Exercise:
Give the listing again in full, exactly as written.

*** Opening Data to examine ***

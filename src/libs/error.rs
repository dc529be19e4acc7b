//! Errors raised while validating and applying shift entries.
//!
//! These are the rejections a single form submission can produce. They are
//! shown to the operator by the command that raised them and are never
//! retried; storage and I/O failures travel separately as `anyhow::Error`.

use crate::libs::record::RecordId;
use thiserror::Error;

#[derive(Debug, Clone, PartialEq, Eq, Error)]
pub enum EntryError {
    /// A time field does not match 24-hour `HH:MM`.
    #[error("Invalid time format for {field}: '{value}' (expected HH:MM, e.g. 08:30)")]
    InvalidTimeFormat { field: &'static str, value: String },

    /// A required input was left blank.
    #[error("Required field '{0}' is empty")]
    MissingField(&'static str),

    /// A delete targeted a position the list does not have.
    #[error("No record at position {index} (the list holds {len})")]
    IndexOutOfRange { index: usize, len: usize },

    /// A block index past the last block a sheet may hold.
    #[error("Block {index} does not exist (blocks 0 to {max} are available)")]
    BlockOutOfRange { index: usize, max: usize },

    #[error("Record {0} not found")]
    RecordNotFound(String),

    /// An addendum pointed at a record that cannot own addenda.
    #[error("Record {0} cannot take addenda (only primary entries can)")]
    InvalidGroupSource(RecordId),

    #[error("Unknown shift '{0}' (expected A, B or C)")]
    UnknownShift(String),
}
//! Export of one process's shift data for analysis outside mest.

use super::{ledger, report_entry, ShiftArgs};
use crate::{
    libs::{
        export::{ExportFormat, Exporter, ShiftExport},
        messages::Message,
    },
    msg_info, msg_success,
};
use anyhow::Result;
use clap::Args;
use std::path::PathBuf;

#[derive(Debug, Args)]
pub struct ExportArgs {
    #[command(flatten)]
    target: ShiftArgs,

    #[arg(short, long, value_enum, default_value = "csv")]
    format: ExportFormat,

    #[arg(short, long)]
    output: Option<PathBuf>,
}

pub fn cmd(args: ExportArgs) -> Result<()> {
    let Some((process, shift)) = report_entry(args.target.resolve())? else {
        return Ok(());
    };

    msg_info!(Message::ExportingData(process.to_string(), shift, format!("{:?}", args.format)));

    let data = ShiftExport::gather(&ledger()?, &process, shift)?;
    let path = Exporter::new(args.format, args.output).write(&data)?;

    msg_success!(Message::ExportCompleted(path.display().to_string()));
    Ok(())
}
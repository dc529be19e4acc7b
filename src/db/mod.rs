//! Persistence layer for mest.
//!
//! All shift-scoped state goes through the [`store::KeyValueStore`] trait,
//! addressed by typed [`store::StoreKey`]s. The SQLite backend in
//! [`shift_store`] is the authoritative copy; [`store::MemoryStore`] serves
//! tests and one-off calculations. Writes meant for the remote MES API are
//! queued in the [`outbox`] table of the same database.
//!
//! ## Usage
//!
//! ```rust,no_run
//! use mest::db::{records::RecordStore, shift_store::SqliteStore};
//! use mest::libs::record::MaintenanceRecord;
//! use mest::libs::shift::{ProcessId, Shift};
//!
//! let records = RecordStore::new(SqliteStore::new()?);
//! let list = records.list::<MaintenanceRecord>(&ProcessId::new("P1"), Shift::A)?;
//! # Ok::<(), anyhow::Error>(())
//! ```

/// Connection management and schema initialization.
pub mod db;

/// Versioned schema migrations.
pub mod migrations;

/// Queue of writes to mirror to the remote API.
pub mod outbox;

/// Append, list and delete on shift-scoped record lists.
pub mod records;

/// SQLite implementation of the key-value store.
pub mod shift_store;

/// Typed keys, the key-value trait and the in-memory store.
pub mod store;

*** Closing Data to examine ***

Answer box:
filename src/libs/error.rs
repository dc529be19e4acc7b
//! Errors raised while validating and applying shift entries.
//!
//! These are the rejections a single form submission can produce. They are
//! shown to the operator by the command that raised them and are never
//! retried; storage and I/O failures travel separately as `anyhow::Error`.

use crate::libs::record::RecordId;
use thiserror::Error;

#[derive(Debug, Clone, PartialEq, Eq, Error)]
pub enum EntryError {
    /// A time field does not match 24-hour `HH:MM`.
    #[error("Invalid time format for {field}: '{value}' (expected HH:MM, e.g. 08:30)")]
    InvalidTimeFormat { field: &'static str, value: String },

    /// A required input was left blank.
    #[error("Required field '{0}' is empty")]
    MissingField(&'static str),

    /// A delete targeted a position the list does not have.
    #[error("No record at position {index} (the list holds {len})")]
    IndexOutOfRange { index: usize, len: usize },

    /// A block index past the last block a sheet may hold.
    #[error("Block {index} does not exist (blocks 0 to {max} are available)")]
    BlockOutOfRange { index: usize, max: usize },

    #[error("Record {0} not found")]
    RecordNotFound(String),

    /// An addendum pointed at a record that cannot own addenda.
    #[error("Record {0} cannot take addenda (only primary entries can)")]
    InvalidGroupSource(RecordId),

    #[error("Unknown shift '{0}' (expected A, B or C)")]
    UnknownShift(String),
}
//! Export of one process's shift data for analysis outside mest.

use super::{ledger, report_entry, ShiftArgs};
use crate::{
    libs::{
        export::{ExportFormat, Exporter, ShiftExport},
        messages::Message,
    },
    msg_info, msg_success,
};
use anyhow::Result;
use clap::Args;
use std::path::PathBuf;

#[derive(Debug, Args)]
pub struct ExportArgs {
    #[command(flatten)]
    target: ShiftArgs,

    #[arg(short, long, value_enum, default_value = "csv")]
    format: ExportFormat,

    #[arg(short, long)]
    output: Option<PathBuf>,
}

pub fn cmd(args: ExportArgs) -> Result<()> {
    let Some((process, shift)) = report_entry(args.target.resolve())? else {
        return Ok(());
    };

    msg_info!(Message::ExportingData(process.to_string(), shift, format!("{:?}", args.format)));

    let data = ShiftExport::gather(&ledger()?, &process, shift)?;
    let path = Exporter::new(args.format, args.output).write(&data)?;

    msg_success!(Message::ExportCompleted(path.display().to_string()));
    Ok(())
}
repository dc529be19e4acc7b
filename src/db/mod.rs
//! Persistence layer for mest.
//!
//! All shift-scoped state goes through the [`store::KeyValueStore`] trait,
//! addressed by typed [`store::StoreKey`]s. The SQLite backend in
//! [`shift_store`] is the authoritative copy; [`store::MemoryStore`] serves
//! tests and one-off calculations. Writes meant for the remote MES API are
//! queued in the [`outbox`] table of the same database.
//!
//! ## Usage
//!
//! ```rust,no_run
//! use mest::db::{records::RecordStore, shift_store::SqliteStore};
//! use mest::libs::record::MaintenanceRecord;
//! use mest::libs::shift::{ProcessId, Shift};
//!
//! let records = RecordStore::new(SqliteStore::new()?);
//! let list = records.list::<MaintenanceRecord>(&ProcessId::new("P1"), Shift::A)?;
//! # Ok::<(), anyhow::Error>(())
//! ```

/// Connection management and schema initialization.
pub mod db;

/// Versioned schema migrations.
pub mod migrations;

/// Queue of writes to mirror to the remote API.
pub mod outbox;

/// Append, list and delete on shift-scoped record lists.
pub mod records;

/// SQLite implementation of the key-value store.
pub mod shift_store;

/// Typed keys, the key-value trait and the in-memory store.
pub mod store;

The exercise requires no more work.